Again, Black Friday

I have posted this piece before, but in light of the fact that we now have a mega-holiday that a character in one of the comics I enjoy calls “Hallothanksmas,” and given also that advertisers are now calling November “Black Friday Month,” it seems especially appropriate as we are about to see the ugly face of commodified Christmas once again.

The headline read “Woman pepper sprays other Black Friday shoppers.” In an effort to have a better chance to get at the cheap electronics Walmart was using as a lure to get shoppers jump-started this holiday season, a woman pepper sprayed about 20 customers who were in her way. Except for the talking heads on Fox News who think this is perfectly acceptable behavior, everyone is in a dither — but for many of the wrong reasons. Out-of-control shoppers are a worry, but the whole marketing ploy that increasingly encroaches on Thanksgiving is the larger problem.

We do live in a commodified culture, as Robert Heilbroner told us many years ago, but our values are clearly out of kilter when money and the things that money can buy become the main focus of an entire nation. If we take a commodified culture preoccupied with possession of things, combine it with an immense advertising machine that works buyers into a frenzy prior to Thanksgiving, it is no wonder that things like this happen.

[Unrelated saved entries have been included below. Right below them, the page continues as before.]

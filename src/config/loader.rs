// slnenv-rs: Solution Environment loader
//
// SPDX-FileCopyrightText: 2026 Romeo Ahmed
// SPDX-License-Identifier: GPL-3.0-or-later

//! Configuration loading from multiple sources.
//!
//! # Loader Pipeline
//!
//! ```text
//! ConfigLoader::new()
//!   .add_toml_file_optional(slnenv.toml)
//!   .add_toml_file(--ini)
//!   .add_toml_str()
//!   .with_env_prefix(SLNENV)
//!   .set(key, value)
//!        |
//!        v
//!    build() --> Config (validated)
//! ```

use std::path::{Path, PathBuf};

use super::Config;
use crate::error::{ConfigError, Result};

/// Builder for loading configuration from multiple sources.
pub struct ConfigLoader {
    builder: config::ConfigBuilder<config::builder::DefaultState>,
    env_prefix: Option<String>,
    files: Vec<(String, PathBuf)>,
    missing: Vec<PathBuf>,
}

impl ConfigLoader {
    #[must_use]
    pub fn new() -> Self {
        Self {
            builder: config::Config::builder(),
            env_prefix: None,
            files: Vec::new(),
            missing: Vec::new(),
        }
    }

    /// Adds a required TOML configuration file.
    ///
    /// A missing file makes `build()` fail with [`ConfigError::NotFound`].
    #[must_use]
    pub fn add_toml_file<P: AsRef<Path>>(mut self, path: P) -> Self {
        use config::{File, FileFormat};
        let p = path.as_ref();
        if !p.is_file() {
            self.missing.push(p.to_path_buf());
            return self;
        }
        self.builder = self
            .builder
            .add_source(File::from(p).format(FileFormat::Toml).required(true));
        self.files.push(("file".to_string(), p.to_path_buf()));
        self
    }

    #[must_use]
    pub fn add_toml_file_optional<P: AsRef<Path>>(mut self, path: P) -> Self {
        use config::{File, FileFormat};
        let p = path.as_ref();
        self.builder = self
            .builder
            .add_source(File::from(p).format(FileFormat::Toml).required(false));
        if p.exists() {
            self.files.push(("optional".to_string(), p.to_path_buf()));
        }
        self
    }

    #[must_use]
    pub fn add_toml_str(mut self, content: &str) -> Self {
        use config::{File, FileFormat};
        self.builder = self
            .builder
            .add_source(File::from_str(content, FileFormat::Toml));
        self.files
            .push(("string".to_string(), PathBuf::from("<string>")));
        self
    }

    #[must_use]
    pub fn with_env_prefix(mut self, prefix: &str) -> Self {
        self.env_prefix = Some(prefix.to_string());
        self
    }

    /// Sets a configuration override, e.g. `("solution.platform", "x64")`.
    ///
    /// # Errors
    ///
    /// Returns an error if the key is invalid or if the value cannot be converted
    /// to a configuration value.
    pub fn set<T: Into<config::Value>>(mut self, key: &str, value: T) -> Result<Self> {
        self.builder = self
            .builder
            .set_override(key, value)
            .map_err(|e| anyhow::anyhow!("Config error: {e}"))?;
        Ok(self)
    }

    /// Builds the configuration from all added sources.
    ///
    /// # Errors
    ///
    /// Returns an error if:
    /// - A required configuration file is missing.
    /// - Configuration files have invalid TOML syntax.
    /// - Environment variables cannot be parsed.
    /// - The merged configuration cannot be deserialized into the `Config` struct.
    /// - A value fails validation.
    pub fn build(self) -> Result<Config> {
        if let Some(missing) = self.missing.first() {
            return Err(ConfigError::NotFound(missing.display().to_string()).into());
        }

        let builder = match &self.env_prefix {
            Some(prefix) => self.builder.add_source(
                config::Environment::with_prefix(prefix)
                    .prefix_separator("_")
                    .separator("__")
                    .try_parsing(true),
            ),
            None => self.builder,
        };
        let cfg = builder.build()?;
        let config: Config = cfg.try_deserialize()?;
        config.validate()?;
        Ok(config)
    }

    #[must_use]
    pub fn loaded_files(&self) -> Vec<(String, PathBuf)> {
        self.files.clone()
    }

    #[must_use]
    pub fn format_loaded_files(&self) -> Vec<String> {
        self.files
            .iter()
            .enumerate()
            .map(|(i, (source, path))| format!("{}. [{}] {}", i + 1, source, path.display()))
            .collect()
    }
}

impl Default for ConfigLoader {
    fn default() -> Self {
        Self::new()
    }
}
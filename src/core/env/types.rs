// slnenv-rs: Solution Environment loader
//
// SPDX-FileCopyrightText: 2026 Romeo Ahmed
// SPDX-License-Identifier: GPL-3.0-or-later

//! Key and storage types for the in-memory environment.
//!
//! ```text
//! EnvKey: platform name comparison, first spelling kept
//!         Windows: PATH == Path == path    elsewhere: PATH != Path
//! EnvData: BTreeMap<EnvKey, String> for deterministic order
//! ```

use std::collections::BTreeMap;

#[inline]
const fn fold(b: u8) -> u8 {
    if cfg!(windows) { b.to_ascii_lowercase() } else { b }
}

/// An environment variable key compared like the host platform does.
///
/// The spelling of the first insertion is kept for display.
#[derive(Debug, Clone, Eq)]
pub(super) struct EnvKey(String);

impl EnvKey {
    pub(super) fn new(s: impl Into<String>) -> Self {
        Self(s.into())
    }

    pub(super) fn as_str(&self) -> &str {
        &self.0
    }

    fn folded(&self) -> impl Iterator<Item = u8> + '_ {
        self.0.bytes().map(fold)
    }
}

impl PartialEq for EnvKey {
    fn eq(&self, other: &Self) -> bool {
        self.folded().eq(other.folded())
    }
}

impl std::hash::Hash for EnvKey {
    fn hash<H: std::hash::Hasher>(&self, state: &mut H) {
        for b in self.folded() {
            b.hash(state);
        }
    }
}

impl PartialOrd for EnvKey {
    fn partial_cmp(&self, other: &Self) -> Option<std::cmp::Ordering> {
        Some(self.cmp(other))
    }
}

impl Ord for EnvKey {
    fn cmp(&self, other: &Self) -> std::cmp::Ordering {
        self.folded().cmp(other.folded())
    }
}

/// Shared environment data for copy-on-write semantics.
#[derive(Debug, Clone, Default)]
pub(super) struct EnvData {
    vars: BTreeMap<EnvKey, String>,
}

impl EnvData {
    pub(super) const fn from_vars(vars: BTreeMap<EnvKey, String>) -> Self {
        Self { vars }
    }

    pub(super) const fn vars(&self) -> &BTreeMap<EnvKey, String> {
        &self.vars
    }

    pub(super) const fn vars_mut(&mut self) -> &mut BTreeMap<EnvKey, String> {
        &mut self.vars
    }
}
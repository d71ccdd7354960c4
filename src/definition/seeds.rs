// slnenv-rs: Solution Environment loader
//
// SPDX-FileCopyrightText: 2026 Romeo Ahmed
// SPDX-License-Identifier: GPL-3.0-or-later

//! Seed variables derived from the solution context.
//!
//! ```text
//! C:\proj\App.sln, Debug, x64
//!   SolutionDir           = C:\proj
//!   SolutionName          = App
//!   SolutionDrive         = C:\
//!   SolutionConfiguration = Debug
//!   SolutionPlatform      = x64
//! ```
//!
//! Seeds are visible to `$(Name)` substitution but are never written to the
//! environment. They shadow environment variables of the same name.

use std::path::{Component, Path, PathBuf};

pub const SOLUTION_DIR: &str = "SolutionDir";
pub const SOLUTION_NAME: &str = "SolutionName";
pub const SOLUTION_DRIVE: &str = "SolutionDrive";
pub const SOLUTION_CONFIGURATION: &str = "SolutionConfiguration";
pub const SOLUTION_PLATFORM: &str = "SolutionPlatform";

/// One name/value pair supplied by the host.
#[derive(Debug, Clone, PartialEq, Eq)]
pub struct SeedVariable {
    name: String,
    value: String,
}

impl SeedVariable {
    #[must_use]
    pub fn name(&self) -> &str {
        &self.name
    }

    #[must_use]
    pub fn value(&self) -> &str {
        &self.value
    }
}

/// Ordered set of seed variables with case-insensitive lookup.
///
/// When two seeds differ only in case, the first one wins.
#[derive(Debug, Clone, Default, PartialEq, Eq)]
pub struct SeedVariables {
    vars: Vec<SeedVariable>,
}

impl SeedVariables {
    #[must_use]
    pub fn new() -> Self {
        Self::default()
    }

    /// The five standard seeds for a solution file.
    #[must_use]
    pub fn for_solution(solution: &Path, configuration: &str, platform: &str) -> Self {
        let dir = solution
            .parent()
            .map(|p| p.display().to_string())
            .unwrap_or_default();
        let name = solution
            .file_stem()
            .map(|s| s.to_string_lossy().into_owned())
            .unwrap_or_default();

        Self::new()
            .with(SOLUTION_DIR, dir)
            .with(SOLUTION_NAME, name)
            .with(SOLUTION_DRIVE, path_root(solution))
            .with(SOLUTION_CONFIGURATION, configuration)
            .with(SOLUTION_PLATFORM, platform)
    }

    /// Appends a seed.
    #[must_use]
    pub fn with(mut self, name: impl Into<String>, value: impl Into<String>) -> Self {
        self.vars.push(SeedVariable {
            name: name.into(),
            value: value.into(),
        });
        self
    }

    #[must_use]
    pub fn get(&self, name: &str) -> Option<&str> {
        self.vars
            .iter()
            .find(|v| v.name.eq_ignore_ascii_case(name))
            .map(|v| v.value.as_str())
    }

    pub fn iter(&self) -> impl Iterator<Item = &SeedVariable> {
        self.vars.iter()
    }

    #[must_use]
    pub fn len(&self) -> usize {
        self.vars.len()
    }

    #[must_use]
    pub fn is_empty(&self) -> bool {
        self.vars.is_empty()
    }
}

/// Drive or root of `path`: `C:\` on Windows, `/` on Unix, empty when the
/// path is relative.
#[must_use]
pub fn path_root(path: &Path) -> String {
    let root: PathBuf = path
        .components()
        .take_while(|c| matches!(c, Component::Prefix(_) | Component::RootDir))
        .collect();
    root.display().to_string()
}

We shouldn’t be surprised; clearly things are out of focus when money becomes the center of one’s life. Citizens who bother to go to the voting booth any more are there to turn around a weak economy. That has been the rule for some time now: vote out the bastards who are taking money out of my pocket. The real issues, like spread of nuclear weapons and the damage we are doing to the environment in our tizzy to raise our already obscenely high standard of living, are largely ignored.

Christmas should, of course, be a time for reflection and thought about others. In this country, and other “developed” countries around the world, it has become a time to get that 30% of the yearly profits that keep the engines of commerce running. It is understandable, since business has become the cornerstone of our culture. But is it necessary to point out that the ideals of business are antithetical to the ideals of the one whose birth we celebrate next month? The fact that a woman in California would pepper-spray her way to the cheap electronics in Walmart is simply a sign of the times and a clear indication that we need to rethink our priorities.


11 thoughts on “Again, Black Friday

  1. Ah, Hugh, your angst is as nothing to mine, here in Britain, where we have become so intoxicated with American commercial values that we have adopted your wretched Black Friday. Last year was the first really serious outbeak of the plague and many of us fought it verbally on Twitter but there is no stopping it. I think it started with Amazon, who, like many other global corps based in the USA, seems to believe that we are all culturally inseparable. Never mind that it has no sense or meaning here. I am unsubscribing from everyone who offers Black Friday deals in their emails to me – except for my hairdresser whose services I actually need! Money, the root of all evil.

  2. Great commentary Hugh!

    As I recall, Black Friday was invented in 1990’s. At least that’s when I became aware of it.

    You’re right, in general, we in the U.S. and U.K. have an obscenely high standard of living and it makes me wonder what people in the U.S. who can afford to spend spend their days posting Trumpian odes to greed and racism mean when they say the economy drove them to vote for him, but that’s for a different comment. I hope you have a good weekend.

    • As Heilbroner has said, we are indeed a commodified culture. It’s all about money. If we don’t have any we want some. If we have a lot we want more. It drives the engine and it is the major cause of our attack on the planet. We measure success and happiness in dollars and cents. Anyway, we give thanks tomorrow and despite it all there is much to be thankful for! Take care.

  3. Hugh, Black Friday has even morphed into shopping for oneself, rather than others. I saw the comment that others are copying our Black Friday commercialism, which may be our worst export – greed and self-centered behavior. I will, again, choose not to participate. Have a great Thansgiving, my friend. Keith

  4. Sigh. What are we becoming, and where have we left our humanity? I have never shopped on Black Friday … well, I am not much of a shopper any other day for that matter … but it seems the entire spirit of this season … peace on earth, goodwill toward men … has gone by the wayside. I, like you, will be staying home recovering from a day of cooking and a bout of bronchitis! I shall write and read and enjoy the peace of the day. Happy Thanksgiving to you, Hugh!